The S&P/NZX 50 Index gained 20.93 points, or 0.3 percent, to 6,844.74.
New Zealand shares edged up to a fresh record, led by Spark New Zealand, Skellerup Holdings and Steel & Tube Holdings.
The S&P/NZX 50 Index gained 20.93 points, or 0.3 percent, to 6,844.74. Within the index, 26 stocks rose, 13 fell and 10 were unchanged. Turnover was $132.4 million.
"We're in a little bit of a lull with a lack of corporate news - we're just in a bit of a calm patch ahead of the US reporting season ramping up next week, the inflation report and other major events," said Mark Lister, head of private wealth research at Craigs Investment Partners. "We've had some positive drivers from overseas, markets have generally been pretty upbeat. Today's gain puts us at about another 8 percent return level for the year, which is an outstanding return."
Spark led the index, advancing 2.9 percent to $3.715. The company yesterday welcomed a government review into the Telecommunications Act, which will introduce certainty into how much fibre and copper lines network owners can charge it for broadband provision.
"It's probably nothing more than the low interest rate environment. It's just a good solid dividend-paying company," Lister said. "At the margin, the review will give a bit of certainty to investors as to how things are looking on the regulatory front. Spark's been a good performer, they pay a highly attractive yield and they fit the economic and investment landscape we're facing at the moment. That's just another positive to add to the upbeat sentiment the company's been enjoying."
Skellerup Holdings was up 2.9 percent to $1.44.
Steel & Tube Holdings rose 2.7 percent to $2.28. On April 6, the Commerce Commission said Steel & Tube's seismic steel mesh didn't meet standards and it understands the mesh will not be sold until compliance can be demonstrated and Lister said there was some bargain-hunting from the stock's resulting weakness.
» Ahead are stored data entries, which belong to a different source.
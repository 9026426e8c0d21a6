use std::collections::{HashMap, HashSet};
use std::sync::Arc;

use bridge_core::bus::EventBus;
use bridge_core::config::ConfigLoader;
use bridge_core::metrics::call_logger::CallLogger;
use bridge_core::metrics::BridgeMetrics;
use bridge_core::provider::registry;
use bridge_core::session::Session;
use bridge_core::switch::SwitchControl;
use tokio::sync::Mutex;

pub use bridge_core::provider::registry::DriverFactory;

pub fn default_driver_factory() -> DriverFactory {
    registry::default_factory()
}

/// Hands out ports from the configured b-leg range, one per in-flight
/// announced transfer (spec §6 CLI surface).
pub struct PortAllocator {
    range: (u16, u16),
    in_use: Mutex<HashSet<u16>>,
}

impl PortAllocator {
    pub fn new(min: u16, max: u16) -> Self {
        Self { range: (min, max), in_use: Mutex::new(HashSet::new()) }
    }

    pub async fn allocate(&self) -> Option<u16> {
        let mut in_use = self.in_use.lock().await;
        let (min, max) = self.range;
        let port = (min..=max).find(|p| !in_use.contains(p))?;
        in_use.insert(port);
        Some(port)
    }

    pub async fn release(&self, port: u16) {
        self.in_use.lock().await.remove(&port);
    }
}

/// Everything the announcement leg's WS connection needs to build its
/// auxiliary session, registered under a synthetic id before the switch
/// dials the attendant (spec §4.J step 3).
pub struct PendingAnnouncement {
    pub bus: EventBus,
    pub prompt: String,
    pub greeting: String,
}

/// Process-wide state shared across every WS connection (spec §5: "no
/// shared mutable state across calls except the tool registry, the
/// config-loader cache, and the metrics registry").
pub struct AppState {
    pub config_loader: Arc<ConfigLoader>,
    pub metrics: Arc<BridgeMetrics>,
    pub switch: Arc<dyn SwitchControl>,
    pub driver_factory: DriverFactory,
    /// Active sessions keyed by `call_uuid`, so a reconnecting WS during a
    /// transfer can reattach instead of constructing a new `Session`
    /// (spec §4.K).
    pub sessions: Mutex<HashMap<String, Arc<Session>>>,
    /// One call logger per a-leg session, kept here so the connection that
    /// ends the call can upload the final log even after a reconnect.
    pub loggers: Mutex<HashMap<String, Arc<CallLogger>>>,
    /// Pending announcement sessions keyed by the synthetic id embedded in
    /// the b-leg's stream URL; the connection for that id claims its entry
    /// instead of building an ordinary secretary `Session`.
    pub announcements: Mutex<HashMap<String, PendingAnnouncement>>,
    /// Base URL the switch can reach this process on, used to build the
    /// announcement leg's `uuid_audio_stream` target (e.g.
    /// `ws://127.0.0.1:8085`).
    pub public_ws_base: String,
    /// Local address per-transfer b-leg listeners bind on.
    pub bind_host: String,
    pub b_leg_ports: Option<PortAllocator>,
}

impl AppState {
    pub fn new(
        config_loader: Arc<ConfigLoader>,
        metrics: Arc<BridgeMetrics>,
        switch: Arc<dyn SwitchControl>,
        driver_factory: DriverFactory,
        public_ws_base: String,
        bind_host: String,
        b_leg_ports: Option<PortAllocator>,
    ) -> Arc<Self> {
        Arc::new(Self {
            config_loader,
            metrics,
            switch,
            driver_factory,
            sessions: Mutex::new(HashMap::new()),
            loggers: Mutex::new(HashMap::new()),
            announcements: Mutex::new(HashMap::new()),
            public_ws_base,
            bind_host,
            b_leg_ports,
        })
    }

    pub async fn session(&self, call_uuid: &str) -> Option<Arc<Session>> {
        self.sessions.lock().await.get(call_uuid).cloned()
    }

    pub async fn insert_session(&self, call_uuid: String, session: Arc<Session>) {
        self.sessions.lock().await.insert(call_uuid, session);
    }

    pub async fn remove_session(&self, call_uuid: &str) {
        self.sessions.lock().await.remove(call_uuid);
    }

    pub async fn insert_logger(&self, call_uuid: String, logger: Arc<CallLogger>) {
        self.loggers.lock().await.insert(call_uuid, logger);
    }

    pub async fn logger(&self, call_uuid: &str) -> Option<Arc<CallLogger>> {
        self.loggers.lock().await.get(call_uuid).cloned()
    }

    pub async fn remove_logger(&self, call_uuid: &str) -> Option<Arc<CallLogger>> {
        self.loggers.lock().await.remove(call_uuid)
    }

    pub async fn register_announcement(&self, id: String, pending: PendingAnnouncement) {
        self.announcements.lock().await.insert(id, pending);
    }

    /// One-shot: the first connection for an announcement id claims it.
    pub async fn take_announcement(&self, id: &str) -> Option<PendingAnnouncement> {
        self.announcements.lock().await.remove(id)
    }

    /// Build the URL the switch should stream a given leg's audio to.
    pub fn stream_url(&self, base: &str, secretary_uuid: &str, leg_id: &str, caller_id: &str) -> String {
        format!("{base}/stream/{secretary_uuid}/{leg_id}/{caller_id}")
    }

    /// Swap the port in `public_ws_base` for a per-transfer listener's port.
    pub fn ws_base_with_port(&self, port: u16) -> String {
        match self.public_ws_base.rsplit_once(':') {
            Some((prefix, maybe_port)) if maybe_port.chars().all(|c| c.is_ascii_digit()) => {
                format!("{prefix}:{port}")
            }
            _ => format!("{}:{port}", self.public_ws_base),
        }
    }
}
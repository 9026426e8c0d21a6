//! G.711 μ-law / A-law ↔ linear16 (PCM16) conversion.
//!
//! Chunk granularity is [`super::FRAME_MS`] at the caller's chosen sample
//! rate; these functions are pure and stateless — they never buffer partial
//! samples, any trailing-byte bookkeeping for odd-length input is the
//! caller's job (spec §4.A edge case).

const ULAW_BIAS: i16 = 0x84;
const ULAW_CLIP: i16 = 32635;

/// Encode one linear16 sample to μ-law (G.711).
pub fn linear16_to_ulaw_sample(mut sample: i16) -> u8 {
    let sign: u8 = if sample < 0 {
        sample = sample.saturating_neg();
        0x00
    } else {
        0x80
    };
    let sample = sample.min(ULAW_CLIP) + ULAW_BIAS;

    let exponent = (15 - sample.leading_zeros() as i16).clamp(0, 7);
    let mantissa = (sample >> (exponent + 3)) & 0x0f;
    let byte = (sign as i16) | (exponent << 4) | mantissa;
    !(byte as u8)
}

/// Decode one μ-law byte to a linear16 sample.
pub fn ulaw_to_linear16_sample(ulaw: u8) -> i16 {
    let ulaw = !ulaw;
    let sign = ulaw & 0x80;
    let exponent = (ulaw >> 4) & 0x07;
    let mantissa = ulaw & 0x0f;
    let mut sample = ((mantissa as i16) << 3) + ULAW_BIAS;
    sample <<= exponent;
    sample -= ULAW_BIAS;
    if sign != 0 { -sample } else { sample }
}

/// Encode a buffer of little-endian PCM16 samples to μ-law bytes.
///
/// Empty input yields empty output. An odd trailing byte is never produced
/// here — `bytes` must already be sample-aligned (an even length); callers
/// are responsible for buffering a dangling trailing byte themselves.
pub fn linear16_to_ulaw(bytes: &[u8]) -> Vec<u8> {
    bytes
        .chunks_exact(2)
        .map(|c| linear16_to_ulaw_sample(i16::from_le_bytes([c[0], c[1]])))
        .collect()
}

/// Decode μ-law bytes to little-endian PCM16.
pub fn ulaw_to_linear16(ulaw: &[u8]) -> Vec<u8> {
    let mut out = Vec::with_capacity(ulaw.len() * 2);
    for &b in ulaw {
        out.extend_from_slice(&ulaw_to_linear16_sample(b).to_le_bytes());
    }
    out
}

const ALAW_CLIP: i16 = 32635;

/// Encode one linear16 sample to A-law (G.711).
pub fn linear16_to_alaw_sample(sample: i16) -> u8 {
    let sign: u8 = if sample >= 0 { 0x80 } else { 0x00 };
    let sample = sample.saturating_abs().min(ALAW_CLIP);

    let (exponent, mantissa) = if sample >= 256 {
        let exponent = (15 - sample.leading_zeros() as i16).clamp(1, 7);
        let mantissa = (sample >> (exponent + 3)) & 0x0f;
        (exponent, mantissa)
    } else {
        (0, sample >> 4)
    };

    let byte = sign | ((exponent as u8) << 4) | mantissa as u8;
    byte ^ 0x55
}

/// Decode one A-law byte to a linear16 sample.
pub fn alaw_to_linear16_sample(alaw: u8) -> i16 {
    let alaw = alaw ^ 0x55;
    let sign = alaw & 0x80;
    let exponent = (alaw >> 4) & 0x07;
    let mantissa = (alaw & 0x0f) as i16;

    let mut sample = if exponent == 0 {
        (mantissa << 4) + 8
    } else {
        ((mantissa << 4) + 0x108) << (exponent - 1)
    };
    if sign == 0 {
        sample = -sample;
    }
    sample
}

/// Encode a buffer of little-endian PCM16 samples to A-law bytes.
pub fn linear16_to_alaw(bytes: &[u8]) -> Vec<u8> {
    bytes
        .chunks_exact(2)
        .map(|c| linear16_to_alaw_sample(i16::from_le_bytes([c[0], c[1]])))
        .collect()
}

/// Decode A-law bytes to little-endian PCM16.
pub fn alaw_to_linear16(alaw: &[u8]) -> Vec<u8> {
    let mut out = Vec::with_capacity(alaw.len() * 2);
    for &b in alaw {
        out.extend_from_slice(&alaw_to_linear16_sample(b).to_le_bytes());
    }
    out
}

#[cfg(test)]
mod tests {
    use super::*;

    #[test]
    fn ulaw_round_trip_identity_on_all_codes() {
        for code in 0u8..=255 {
            let linear = ulaw_to_linear16_sample(code);
            let back = linear16_to_ulaw_sample(linear);
            assert_eq!(back, code, "ulaw code {code} did not round-trip");
        }
    }

    #[test]
    fn alaw_round_trip_identity_on_all_codes() {
        for code in 0u8..=255 {
            let linear = alaw_to_linear16_sample(code);
            let back = linear16_to_alaw_sample(linear);
            assert_eq!(back, code, "alaw code {code} did not round-trip");
        }
    }

    #[test]
    fn empty_chunk_yields_empty_output() {
        assert!(linear16_to_ulaw(&[]).is_empty());
        assert!(ulaw_to_linear16(&[]).is_empty());
    }

    #[test]
    fn ulaw_buffer_round_trip() {
        let samples: Vec<i16> = vec![0, 100, -100, 32767, -32768, 1234, -1234];
        let bytes: Vec<u8> = samples.iter().flat_map(|s| s.to_le_bytes()).collect();
        let encoded = linear16_to_ulaw(&bytes);
        let decoded = ulaw_to_linear16(&encoded);
        let re_encoded = linear16_to_ulaw(&decoded);
        assert_eq!(encoded, re_encoded);
    }
}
"It's been under a bit of pressure of late with the issues they've been facing, but they're getting a bit of support today," Lister said. "There's still a bit of uncertainty for them ahead."
SkyCity Entertainment Group advanced 2.4 percent to $5.13. Last week it shed 7 percent over Thursday and Friday's trading sessions after the resignation of its chief executive Nigel Morrison. The company has gained this week after it ran a conference call with investors and analysts, which media were barred from, amid reports its Darwin casino is being touted to international investors.
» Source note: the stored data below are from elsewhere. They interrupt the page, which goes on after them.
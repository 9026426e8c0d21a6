//! Host process for the voice-AI bridge: the switch-facing axum WebSocket
//! listener, the FreeSWITCH ESL control-channel client, and `/metrics`.
//! All per-call behavior lives in `bridge-core`; this crate owns the
//! sockets and process lifecycle.

pub mod config;
pub mod esl;
pub mod state;
pub mod ws;

use std::sync::Arc;

use axum::extract::State;
use axum::routing::get;
use axum::Router;
use prometheus::{Encoder, TextEncoder};
use state::AppState;

/// The service's route table, shared by the main listener and any
/// per-transfer b-leg listeners.
pub fn router(state: Arc<AppState>) -> Router {
    Router::new()
        .route("/stream/:secretary_uuid/:call_uuid/:caller_id", get(ws::stream_handler))
        .route("/metrics", get(metrics_handler))
        .with_state(state)
}

async fn metrics_handler(State(state): State<Arc<AppState>>) -> String {
    let encoder = TextEncoder::new();
    let families = state.metrics.registry.gather();
    let mut buf = Vec::new();
    if let Err(e) = encoder.encode(&families, &mut buf) {
        tracing::warn!(error = %e, "failed to encode metrics");
    }
    String::from_utf8_lossy(&buf).into_owned()
}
"They had a particularly rough week last week but they've pretty much erased all of those losses this week," Lister said. "The CEO resigning was a bit out of the blue, and did smell a bit fishy, so it's not surprising there was a negative market reaction. They obviously looked to talk to some of the important investors and analysts earlier in the week to allay some of those concerns. Some people will probably take the cynical view, but for the time being confidence seems to have recovered somewhat."
NZX gained 2 percent to $1.03 and Heartland Bank rose 1.7 percent to $1.19.
Ebos Group was the worst performer, down 2.8 percent to $16.05, a six-week low. The animal and healthcare company has gained 21 percent this year, one of several health stocks which investors have found attractive.
Z Energy fell 2.7 percent to $6.75 while Meridian Energy dropped 1.7 percent to $2.65, and Infratil shed 1.2 percent to $3.30.
Meridian Energy dropped 1.7 percent to $2.65, and Infratil shed 1.2 percent to $3.30.
Chorus declined 0.4 percent to $3.975. The telecommunications network operator increased broadband connections 0.4 percent in the March quarter as customers continued to move away from fixed-line services on the copper network to fibre.
NZAX-listed GeoOp was unchanged at 30 cents. Auckland-based GeoOp, which develops a workforce management app, is asking shareholders to approve a deal where it will buy InterfaceIT for $9 million in shares and convertible notes. The deal would see the Australian company's owners hold about 32 percent of the merged entity, rising to as much as 64 percent if certain conditions are met in what Simmons Corporate Finance called a worst-case scenario for the GeoOp shareholders in its report on the deal.